Do they still have the small bardge up n the 1st lock?


----------



## mastercatman (Jan 30, 2005)

RiverWader said:


> Do they still have the small bardge up n the 1st lock?


Nope no barge in there.


----------



## RiverWader (Apr 1, 2006)

Sweet, Have You tried fishing any mornings down there or just evenings?


----------



## Blue Collar Bob (Nov 13, 2011)

I fished down there a few weeks ago with 1/4 oz jigs and lost plenty. I didn't think that an 1/8 oz would go deep enough with the current there. I will try some next time thanks for the tip.


----------



## Blue Collar Bob (Nov 13, 2011)

Just re-read your post. I was fishing on the WV side.


----------



## mastercatman (Jan 30, 2005)

Riverwader, I generally fish evenings down at the river. I can count on one hand how many morning trips I've made in 10 years going there. I'm usually going with friends or girlfriend and either way, evenings seem to work better.
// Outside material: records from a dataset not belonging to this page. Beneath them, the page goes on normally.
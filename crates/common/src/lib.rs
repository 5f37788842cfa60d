//! Common utilities and shared types for netabase.
//!
//! This crate provides foundational components used across all netabase
//! crates:
//!
//! - **Configuration**: Application settings via [`Config`]
//! - **Error handling**: Unified error types via [`AppError`] and [`AppResult`]
//! - **ID Generation**: ULID-based unique identifiers via [`IdGenerator`]
//! - **Slugs**: URL-safe identifier derivation via [`slugify`]
//! - **Detail Cache**: Redis-backed caching for detail payloads
//! - **Token Blacklist**: Redis-backed refresh token revocation
//!
//! # Example
//!
//! ```no_run
//! use netabase_common::{Config, IdGenerator, AppResult};
//!
//! fn example() -> AppResult<()> {
//!     let config = Config::load()?;
//!     let id_gen = IdGenerator::new();
//!     let id = id_gen.generate();
//!     println!("Generated ID: {}", id);
//!     Ok(())
//! }
//! ```

pub mod config;
pub mod detail_cache;
pub mod error;
pub mod id;
pub mod slug;
pub mod token_blacklist;

pub use config::Config;
pub use detail_cache::{DetailCache, DetailCacheError};
pub use error::{AppError, AppResult};
pub use id::IdGenerator;
pub use slug::slugify;
pub use token_blacklist::TokenBlacklist;
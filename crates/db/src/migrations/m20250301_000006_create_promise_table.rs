//! Create promise table migration.

use sea_orm_migration::prelude::*;

#[derive(DeriveMigrationName)]
pub struct Migration;

#[async_trait::async_trait]
impl MigrationTrait for Migration {
    async fn up(&self, manager: &SchemaManager) -> Result<(), DbErr> {
        manager
            .create_table(
                Table::create()
                    .table(Promise::Table)
                    .if_not_exists()
                    .col(
                        ColumnDef::new(Promise::Id)
                            .string_len(32)
                            .not_null()
                            .primary_key(),
                    )
                    .col(
                        ColumnDef::new(Promise::PoliticianId)
                            .string_len(32)
                            .not_null(),
                    )
                    .col(ColumnDef::new(Promise::Title).string_len(255).not_null())
                    .col(ColumnDef::new(Promise::Description).text().not_null())
                    .col(
                        ColumnDef::new(Promise::Status)
                            .string_len(16)
                            .not_null()
                            .default("pending"),
                    )
                    .col(
                        ColumnDef::new(Promise::CreatedAt)
                            .timestamp_with_time_zone()
                            .not_null()
                            .default(Expr::current_timestamp()),
                    )
                    .foreign_key(
                        ForeignKey::create()
                            .name("fk_promise_politician")
                            .from(Promise::Table, Promise::PoliticianId)
                            .to(Politician::Table, Politician::Id)
                            .on_delete(ForeignKeyAction::Cascade),
                    )
                    .to_owned(),
            )
            .await?;

        // Index: politician_id (for detail payload assembly)
        manager
            .create_index(
                Index::create()
                    .name("idx_promise_politician_id")
                    .table(Promise::Table)
                    .col(Promise::PoliticianId)
                    .to_owned(),
            )
            .await?;

        Ok(())
    }

    async fn down(&self, manager: &SchemaManager) -> Result<(), DbErr> {
        manager
            .drop_table(Table::drop().table(Promise::Table).to_owned())
            .await
    }
}

#[derive(Iden)]
enum Promise {
    Table,
    Id,
    PoliticianId,
    Title,
    Description,
    Status,
    CreatedAt,
}

#[derive(Iden)]
enum Politician {
    Table,
    Id,
}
Bob, you would definitely have some trouble getting an 1/8oz down on the WV side! I have been tossing around the idea of making a trip over there tomorrow night. I've been wondering how the fishing has been over there lately. If anybody has some insight to how things have been going over there, I could use the info. I'm bringing the girlfriend tomorrow and I was hoping to get her on some hybrids or white bass which may be doing a little better in the current over there. Thanks in advance for any updates.


----------



## RiverWader (Apr 1, 2006)

How do You get to the WV side? always wanted to try it but never have


----------



## Blue Collar Bob (Nov 13, 2011)

Cross on the new Rte 50 bridge. Go about 2 miles turn south on Rte 68. Go about 14 miles and you will see the dam off to the right. The dam is about 1/2 mile off of the highway.
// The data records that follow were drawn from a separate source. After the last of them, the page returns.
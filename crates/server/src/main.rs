//! Netabase server entry point.

use std::net::SocketAddr;
use std::sync::Arc;

use axum::{middleware, routing::get, Router};
use fred::interfaces::ClientLike;
use netabase_api::{middleware::AppState, router as api_router};
use netabase_common::{Config, DetailCache, TokenBlacklist};
use netabase_core::{AuthService, NewsService, PartyService, PoliticianService, RatingService};
use netabase_db::repositories::{
    InitiativeRepository, PartyRepository, PoliticianRepository, PromiseRepository,
    RatingRepository, UserRepository,
};
use tokio::signal;
use tower_http::{
    cors::{Any, CorsLayer},
    trace::TraceLayer,
};
use tracing::info;
use tracing_subscriber::{layer::SubscriberExt, util::SubscriberInitExt};

/// Waits for a shutdown signal (SIGINT or SIGTERM).
///
/// On Unix systems, this listens for both SIGINT (Ctrl+C) and SIGTERM.
/// On Windows, this only listens for Ctrl+C.
async fn shutdown_signal() {
    let ctrl_c = async {
        signal::ctrl_c()
            .await
            .expect("failed to install Ctrl+C handler");
    };

    #[cfg(unix)]
    let terminate = async {
        signal::unix::signal(signal::unix::SignalKind::terminate())
            .expect("failed to install signal handler")
            .recv()
            .await;
    };

    #[cfg(not(unix))]
    let terminate = std::future::pending::<()>();

    tokio::select! {
        () = ctrl_c => {
            info!("Received SIGINT, initiating graceful shutdown...");
        },
        () = terminate => {
            info!("Received SIGTERM, initiating graceful shutdown...");
        },
    }
}

/// Liveness probe.
async fn ping() -> &'static str {
    "pong"
}

#[tokio::main]
async fn main() -> Result<(), Box<dyn std::error::Error>> {
    // Initialize tracing
    tracing_subscriber::registry()
        .with(tracing_subscriber::fmt::layer())
        .with(
            tracing_subscriber::EnvFilter::try_from_default_env()
                .unwrap_or_else(|_| "netabase=debug,tower_http=debug".into()),
        )
        .init();

    info!("Starting netabase server...");

    // Load configuration
    let config = Config::load()?;

    // Connect to database and run migrations
    let db = netabase_db::init(&config).await?;
    info!("Connected to database");

    info!("Running database migrations...");
    netabase_db::migrate(&db).await?;
    info!("Migrations completed");

    // Connect to Redis (detail caches, refresh token blacklist)
    info!("Connecting to Redis...");
    let fred_config = fred::types::config::Config::from_url(&config.redis.url)
        .expect("Failed to parse Redis URL");
    let redis_client = fred::clients::Client::new(fred_config, None, None, None);
    redis_client.connect();
    redis_client
        .wait_for_connect()
        .await
        .expect("Failed to connect to Redis");
    let redis_client = Arc::new(redis_client);
    info!("Connected to Redis");

    // Initialize repositories
    let db = Arc::new(db);
    let user_repo = UserRepository::new(Arc::clone(&db));
    let party_repo = PartyRepository::new(Arc::clone(&db));
    let politician_repo = PoliticianRepository::new(Arc::clone(&db));
    let rating_repo = RatingRepository::new(Arc::clone(&db));
    let initiative_repo = InitiativeRepository::new(Arc::clone(&db));
    let promise_repo = PromiseRepository::new(Arc::clone(&db));

    // Initialize caches; rating writes invalidate the politician cache
    let politician_cache = DetailCache::new(
        Arc::clone(&redis_client),
        format!("{}:politician", config.redis.prefix),
        config.cache.politician_detail_ttl_secs,
    );
    let party_cache = DetailCache::new(
        Arc::clone(&redis_client),
        format!("{}:party", config.redis.prefix),
        config.cache.party_detail_ttl_secs,
    );
    let blacklist = TokenBlacklist::new(Arc::clone(&redis_client), config.redis.prefix.clone());

    // Initialize services
    let party_service = PartyService::new(party_repo.clone(), party_cache);
    let politician_service = PoliticianService::new(
        politician_repo.clone(),
        party_repo,
        rating_repo.clone(),
        initiative_repo,
        promise_repo,
        politician_cache.clone(),
    );
    let rating_service = RatingService::new(rating_repo, politician_repo, politician_cache);
    let auth_service = AuthService::new(user_repo, blacklist, config.auth.clone());
    let news_service = NewsService::new(reqwest::Client::new(), &config.news);

    // Create app state
    let state = AppState {
        party_service,
        politician_service,
        rating_service,
        auth_service,
        news_service,
    };

    // Build router
    let app = Router::new()
        .route("/ping", get(ping))
        .nest("/api", api_router())
        .layer(middleware::from_fn_with_state(
            state.clone(),
            netabase_api::middleware::auth_middleware,
        ))
        .layer(TraceLayer::new_for_http())
        .layer(
            CorsLayer::new()
                .allow_origin(Any)
                .allow_methods(Any)
                .allow_headers(Any),
        )
        .with_state(state);

    // Start server with graceful shutdown
    let addr = SocketAddr::from(([0, 0, 0, 0], config.server.port));
    info!("Listening on {}", addr);

    let listener = tokio::net::TcpListener::bind(addr).await?;
    axum::serve(listener, app)
        .with_graceful_shutdown(shutdown_signal())
        .await?;

    info!("Server shutdown complete");
    Ok(())
}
These are rough guesses on the mileage.


----------



## Drahthaar_dude (Aug 28, 2007)

If any of you guys around the Athens area want to meet up and split the gas to drive over there or down to Racine let me know. I get tired of fishing by myself all the time too.


----------



## RiverWader (Apr 1, 2006)

I fished Bellville this morning, Caught 4 Sauger, 1 Crappie, 1 Hybrid and 1 Fat Smallie. All but 2 Sauger were caught on Creek Chubs


----------



## tat2artist (Mar 23, 2012)

that is awesome!


----------